- **Directions**:
Your answer should consist of every line from the records that holds the string "DateTime".

• • • • • • •

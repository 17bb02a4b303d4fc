use chrono::{DateTime, Utc};

use crate::types::ContentItem;

const SCORE_WEIGHT: f64 = 1.0;
const COMMENT_WEIGHT: f64 = 0.5;
const RATIO_WEIGHT: f64 = 2.0;
const HALF_LIFE_HOURS: f64 = 48.0;

/// Composite engagement/freshness score for a single item.
///
/// Base engagement is a weighted sum of score and comment count, plus a
/// ratio bonus when `upvote_ratio` is present. The result decays
/// exponentially with age: an item loses half its rank every
/// `HALF_LIFE_HOURS`. Items dated in the future clamp to zero age rather
/// than gaining a boost. Negative inputs propagate arithmetically.
pub fn composite_rank(
    score: i64,
    num_comments: i64,
    upvote_ratio: Option<f64>,
    created_utc: DateTime<Utc>,
    now: DateTime<Utc>,
) -> f64 {
    let base = SCORE_WEIGHT * score as f64 + COMMENT_WEIGHT * num_comments as f64;
    let ratio_bonus = upvote_ratio.map_or(0.0, |ratio| RATIO_WEIGHT * ratio);

    let age_hours = ((now - created_utc).num_milliseconds() as f64 / 3_600_000.0).max(0.0);
    let decay = 0.5_f64.powf(age_hours / HALF_LIFE_HOURS);

    (base + ratio_bonus) * decay
}

/// Return items sorted descending by composite rank.
///
/// The sort is stable, so ties keep their input order. `now` is sampled once
/// per call: ranking is deterministic for fixed inputs evaluated at the same
/// instant. The fetch layer never supplies an upvote ratio, so the ratio
/// term is passed as `None` here.
pub fn rank_items(items: &[ContentItem]) -> Vec<ContentItem> {
    let now = Utc::now();
    let mut scored: Vec<(f64, ContentItem)> = items
        .iter()
        .map(|item| {
            let rank = composite_rank(item.score, item.num_comments, None, item.created_utc, now);
            (rank, item.clone())
        })
        .collect();
    scored.sort_by(|a, b| b.0.partial_cmp(&a.0).unwrap_or(std::cmp::Ordering::Equal));
    scored.into_iter().map(|(_, item)| item).collect()
}

#[cfg(test)]
mod tests {
    use super::*;
    use chrono::Duration;
    use url::Url;

    fn item(id: &str, score: i64, num_comments: i64, created_utc: DateTime<Utc>) -> ContentItem {
        ContentItem {
            id: id.to_string(),
            source: "reddit".to_string(),
            title: format!("item {id}"),
            author: "user".to_string(),
            url: Url::parse("https://example.com/post").unwrap(),
            score,
            num_comments,
            created_utc,
            topic: None,
            text: None,
        }
    }

    #[test]
    fn fresh_item_has_exact_base_rank() {
        let now = Utc::now();
        assert_eq!(composite_rank(100, 50, None, now, now), 125.0);
    }

    #[test]
    fn upvote_ratio_adds_weighted_bonus() {
        let now = Utc::now();
        let rank = composite_rank(100, 50, Some(0.8), now, now);
        assert!((rank - 126.6).abs() < 1e-9);
    }

    #[test]
    fn rank_halves_at_half_life() {
        let now = Utc::now();
        let fresh = composite_rank(100, 50, None, now, now);
        let aged = composite_rank(100, 50, None, now - Duration::hours(48), now);
        assert!(aged < fresh);
        assert!((aged / fresh - 0.5).abs() < 0.1);
    }

    #[test]
    fn rank_is_monotonic_in_score() {
        let now = Utc::now();
        let created = now - Duration::hours(12);
        let mut previous = f64::MIN;
        for score in [0, 1, 10, 100, 1000] {
            let rank = composite_rank(score, 5, None, created, now);
            assert!(rank >= previous);
            previous = rank;
        }
    }

    #[test]
    fn future_timestamps_clamp_to_zero_age() {
        let now = Utc::now();
        let rank = composite_rank(100, 50, None, now + Duration::hours(5), now);
        assert_eq!(rank, 125.0);
    }

    #[test]
    fn negative_engagement_propagates() {
        let now = Utc::now();
        assert!(composite_rank(-10, -5, None, now, now) < 0.0);
    }

    #[test]
    fn very_old_items_decay_towards_zero() {
        let now = Utc::now();
        let rank = composite_rank(1000, 100, Some(0.9), now - Duration::days(30), now);
        assert!(rank >= 0.0);
        assert!(rank < 1.0);
    }

    #[test]
    fn orders_by_combined_engagement() {
        let now = Utc::now();
        let items = vec![
            item("1", 1, 1, now),
            item("2", 10, 0, now),
            item("3", 5, 100, now),
        ];
        let ranked = rank_items(&items);
        assert_eq!(ranked[0].id, "3"); // 5 + 50
        assert_eq!(ranked[1].id, "2"); // 10
        assert_eq!(ranked[2].id, "1"); // 1.5
    }

    #[test]
    fn fresher_item_outranks_equal_engagement() {
        let now = Utc::now();
        let items = vec![
            item("old", 100, 50, now - Duration::hours(24)),
            item("fresh", 100, 50, now),
        ];
        let ranked = rank_items(&items);
        assert_eq!(ranked[0].id, "fresh");
    }

    #[test]
    fn empty_input_yields_empty_output() {
        assert!(rank_items(&[]).is_empty());
    }
}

• • • • • • •

- **Response below**:
use chrono::{DateTime, Utc};
    created_utc: DateTime<Utc>,
    now: DateTime<Utc>,
    fn item(id: &str, score: i64, num_comments: i64, created_utc: DateTime<Utc>) -> ContentItem {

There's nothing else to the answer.